ICIF-2013 defines internal control as follows:
Internal control is a process effected by an entity’s board of directors, management, and other personnel, designed to provide reasonable assurance regarding the achievement of objectives relating to operations, reporting, and compliance.7
A major development of the revised ICIF-2013, which is depicted by the accompanying “COSO Cube” (Figure 1.), was to expand the original financial reporting category of objectives to include nonfinancial and internal reporting.
Accordingly, in addition to providing a risk-based approach to designing, assessing, and reporting on internal controls, this more holistic framework also supports the operationalizing of management objectives throughout the organization, including sustainability objectives.
ICIF-2013 comprises 17 principles organized by the five components of the framework. Each of these principles is broken down into points of focus that explain how the principle is applied in practice. These components and principles are summarized in Figure 2.
The section of the ICSR guidance titled “Applying the ICIF-2013 Principles to Sustainability: Building Internal Control Over Sustainability Reporting (ICSR)” is structured along the lines of these components, principles, and points of focus.10
Charles Mario Abela, Senior Strategic Advisor at the Value Balancing Alliance and one of the authors of ICSR guidance, highlights the broad applicability of this guidance, similar to that of the underlying ICIF-2013 framework.

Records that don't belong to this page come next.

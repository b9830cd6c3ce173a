use std::collections::{HashMap, VecDeque};

use quick_xml::events::{BytesStart, Event};
use quick_xml::Reader;
use tokio::io::{AsyncBufRead, AsyncBufReadExt};

use crate::diagnostics::{FileDiagnostics, Issue, Severity};
use crate::error::{BridgeError, Result};
use crate::stream::event::StreamEvent;

/// Printed by `rc` when `rdm` is not running.
pub const CONNECTION_FAILURE_MARKER: &str = "Can't seem to connect to server";

const DEFAULT_MAX_ELEMENT_BYTES: usize = 16 * 1024 * 1024;

/// Elements `rc -m` emits at the top level. They never nest.
const ROOT_ELEMENTS: [&str; 2] = ["checkstyle", "progress"];

/// Incremental decoder for the `rc -m` monitor feed.
///
/// Lines are buffered until the top-level element opened by the first
/// `<name` seen since the buffer was last empty is closed, then the whole
/// element is parsed. A malformed element yields [`BridgeError::Protocol`]
/// and resets the decoder, so the next element decodes normally.
///
/// An element that never closes (for example a misspelled end tag) is
/// dropped as soon as a line opens a new top-level element, and that line
/// is decoded in its place.
#[derive(Debug)]
pub struct StreamDecoder {
    buffer: String,
    open_tag: Option<String>,
    max_element_bytes: usize,
    finished: bool,
}

impl Default for StreamDecoder {
    fn default() -> Self {
        Self::new()
    }
}

impl StreamDecoder {
    pub fn new() -> Self {
        Self::with_max_element_bytes(DEFAULT_MAX_ELEMENT_BYTES)
    }

    pub fn with_max_element_bytes(max_element_bytes: usize) -> Self {
        Self {
            buffer: String::new(),
            open_tag: None,
            max_element_bytes,
            finished: false,
        }
    }

    /// True once a connection failure was seen. A finished decoder ignores
    /// all further input.
    pub fn is_finished(&self) -> bool {
        self.finished
    }

    pub fn push_bytes(&mut self, line: &[u8]) -> Result<Vec<StreamEvent>> {
        self.push_line(&String::from_utf8_lossy(line))
    }

    /// Feed one line (with or without its trailing newline).
    pub fn push_line(&mut self, line: &str) -> Result<Vec<StreamEvent>> {
        if self.finished {
            return Ok(Vec::new());
        }

        if line.contains(CONNECTION_FAILURE_MARKER) {
            tracing::error!(line = line.trim_end(), "Indexer daemon unreachable");
            self.finished = true;
            self.reset();
            return Ok(vec![StreamEvent::ConnectionError {
                message: format!(
                    "{} Make sure `rdm` is running, then retry.",
                    line.trim()
                ),
            }]);
        }

        if let (Some(stale), Some(next)) = (self.open_tag.as_deref(), root_element_at_start(line)) {
            tracing::warn!(
                tag = %stale,
                next = %next,
                dropped_bytes = self.buffer.len(),
                "Dropping unterminated monitor element"
            );
            self.reset();
        }

        if self.open_tag.is_none() {
            self.open_tag = first_tag_name(line);
            if self.open_tag.is_none() && !line.trim_start().starts_with("<?") {
                if !line.trim().is_empty() {
                    tracing::debug!(line = line.trim_end(), "Ignoring text outside of an element");
                }
                return Ok(Vec::new());
            }
        }

        self.buffer.push_str(line);
        if !line.ends_with('\n') {
            self.buffer.push('\n');
        }

        let complete = match self.open_tag.as_deref() {
            Some(tag) => line.contains(&format!("</{}>", tag)) || is_self_closed(&self.buffer, tag),
            None => false,
        };

        if complete {
            let element = std::mem::take(&mut self.buffer);
            self.open_tag = None;
            return parse_element(&element).map_err(|msg| {
                tracing::warn!(error = %msg, "Dropping malformed monitor element");
                BridgeError::Protocol(msg)
            });
        }

        if self.buffer.len() > self.max_element_bytes {
            let tag = self.open_tag.clone().unwrap_or_default();
            self.reset();
            tracing::warn!(tag = %tag, limit = self.max_element_bytes, "Monitor element too large");
            return Err(BridgeError::Protocol(format!(
                "<{}> exceeded {} bytes without closing",
                tag, self.max_element_bytes
            )));
        }

        Ok(Vec::new())
    }

    fn reset(&mut self) {
        self.buffer.clear();
        self.open_tag = None;
    }
}

/// Pull-based event sequence over any line source.
///
/// Ends when the source reaches EOF or a connection failure is decoded.
/// Malformed elements are logged and skipped.
pub struct MonitorEvents<R> {
    reader: R,
    decoder: StreamDecoder,
    pending: VecDeque<StreamEvent>,
}

impl<R: AsyncBufRead + Unpin> MonitorEvents<R> {
    pub fn new(reader: R, decoder: StreamDecoder) -> Self {
        Self {
            reader,
            decoder,
            pending: VecDeque::new(),
        }
    }

    pub async fn next_event(&mut self) -> Option<StreamEvent> {
        loop {
            if let Some(event) = self.pending.pop_front() {
                return Some(event);
            }
            if self.decoder.is_finished() {
                return None;
            }

            let mut line = Vec::new();
            match self.reader.read_until(b'\n', &mut line).await {
                Ok(0) => return None,
                Ok(_) => {}
                Err(e) => {
                    tracing::warn!(error = %e, "Monitor source read failed");
                    return None;
                }
            }

            match self.decoder.push_bytes(&line) {
                Ok(events) => self.pending.extend(events),
                Err(e) => tracing::debug!(error = %e, "Skipped monitor element"),
            }
        }
    }
}

/// Name of the first `<name` in `line`, skipping `<?`, `<!` and `</`.
fn first_tag_name(line: &str) -> Option<String> {
    let bytes = line.as_bytes();
    let mut i = 0;
    while i < bytes.len() {
        if bytes[i] == b'<' {
            let name: String = line[i + 1..]
                .chars()
                .take_while(|c| c.is_alphanumeric() || *c == '_')
                .collect();
            if !name.is_empty() {
                return Some(name);
            }
        }
        i += 1;
    }
    None
}

/// The top-level element a line opens, if the line starts with one.
fn root_element_at_start(line: &str) -> Option<&'static str> {
    let rest = line.trim_start().strip_prefix('<')?;
    ROOT_ELEMENTS.into_iter().find(|name| {
        rest.strip_prefix(name)
            .is_some_and(|after| !after.starts_with(|c: char| c.is_alphanumeric() || c == '_'))
    })
}

/// True if the opening `<tag ...>` in `buffer` ends with `/>`.
fn is_self_closed(buffer: &str, tag: &str) -> bool {
    let open = format!("<{}", tag);
    let Some(start) = buffer.find(&open) else {
        return false;
    };

    let mut quote: Option<char> = None;
    let mut previous = '\0';
    for c in buffer[start + open.len()..].chars() {
        match quote {
            Some(q) if c == q => quote = None,
            Some(_) => {}
            None => match c {
                '"' | '\'' => quote = Some(c),
                '>' => return previous == '/',
                _ => {}
            },
        }
        previous = c;
    }
    false
}

fn parse_element(xml: &str) -> std::result::Result<Vec<StreamEvent>, String> {
    let mut reader = Reader::from_str(xml);
    let mut events = Vec::new();
    let mut in_checkstyle = false;
    let mut current_file: Option<FileDiagnostics> = None;

    loop {
        match reader.read_event() {
            Ok(Event::Start(e)) => match e.name().as_ref() {
                b"progress" => {
                    if let Some(event) = progress_event(&e)? {
                        events.push(event);
                    }
                }
                b"checkstyle" => in_checkstyle = true,
                b"file" if in_checkstyle => {
                    current_file = Some(FileDiagnostics::new(required(&attributes(&e)?, "name")?));
                }
                b"error" => {
                    if let Some(file) = current_file.as_mut() {
                        if let Some(issue) = issue_from(&e)? {
                            file.push(issue);
                        }
                    }
                }
                _ => {}
            },
            Ok(Event::Empty(e)) => match e.name().as_ref() {
                b"progress" => {
                    if let Some(event) = progress_event(&e)? {
                        events.push(event);
                    }
                }
                b"file" if in_checkstyle => {
                    let name = required(&attributes(&e)?, "name")?;
                    events.push(StreamEvent::DiagnosticBatch(FileDiagnostics::new(name)));
                }
                b"error" => {
                    if let Some(file) = current_file.as_mut() {
                        if let Some(issue) = issue_from(&e)? {
                            file.push(issue);
                        }
                    }
                }
                _ => {}
            },
            Ok(Event::End(e)) => match e.name().as_ref() {
                b"file" => {
                    if let Some(file) = current_file.take() {
                        events.push(StreamEvent::DiagnosticBatch(file));
                    }
                }
                b"checkstyle" => in_checkstyle = false,
                _ => {}
            },
            Ok(Event::Eof) => break,
            Err(e) => {
                return Err(format!(
                    "{} at position {}",
                    e,
                    reader.buffer_position()
                ))
            }
            _ => {}
        }
    }

    Ok(events)
}

fn progress_event(e: &BytesStart<'_>) -> std::result::Result<Option<StreamEvent>, String> {
    let attrs = attributes(e)?;
    let index = parse_number(&attrs, "index")?;
    let total = parse_number(&attrs, "total")?;
    if index == total {
        Ok(Some(StreamEvent::ProgressUpdate { index, total }))
    } else {
        Ok(None)
    }
}

fn issue_from(e: &BytesStart<'_>) -> std::result::Result<Option<Issue>, String> {
    let attrs = attributes(e)?;
    let Some(severity) = Severity::from_monitor(&required(&attrs, "severity")?) else {
        return Ok(None);
    };
    let length = match attrs.get("length") {
        Some(raw) => Some(parse_signed(raw, "length")?),
        None => None,
    };
    Ok(Some(Issue::new(
        severity,
        parse_signed(&required(&attrs, "line")?, "line")?,
        parse_signed(&required(&attrs, "column")?, "column")?,
        length,
        required(&attrs, "message")?,
    )))
}

fn attributes(e: &BytesStart<'_>) -> std::result::Result<HashMap<String, String>, String> {
    let mut map = HashMap::new();
    for attr in e.attributes() {
        let attr = attr.map_err(|err| err.to_string())?;
        let key = String::from_utf8_lossy(attr.key.as_ref()).into_owned();
        let value = attr.unescape_value().map_err(|err| err.to_string())?;
        map.insert(key, value.into_owned());
    }
    Ok(map)
}

fn required(attrs: &HashMap<String, String>, key: &str) -> std::result::Result<String, String> {
    attrs
        .get(key)
        .cloned()
        .ok_or_else(|| format!("missing attribute `{}`", key))
}

fn parse_number(attrs: &HashMap<String, String>, key: &str) -> std::result::Result<u64, String> {
    let raw = required(attrs, key)?;
    raw.trim()
        .parse()
        .map_err(|_| format!("attribute `{}` is not a number: {:?}", key, raw))
}

fn parse_signed(raw: &str, key: &str) -> std::result::Result<i64, String> {
    raw.trim()
        .parse()
        .map_err(|_| format!("attribute `{}` is not a number: {:?}", key, raw))
}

The COSO Framework is ideal and completely applicable for wide use by companies in Europe as the basis for controlling sustainability information. One notable aspect that needs to be continually reinforced is the importance of culture and integrated thinking. It underscores that a control framework is only as good as the understanding people have of the importance of reliable information for decision making. And assurance will only work and be affordable if we have a system of control and digitized data; otherwise, it will degenerate fast into a box-ticking exercise based on price point.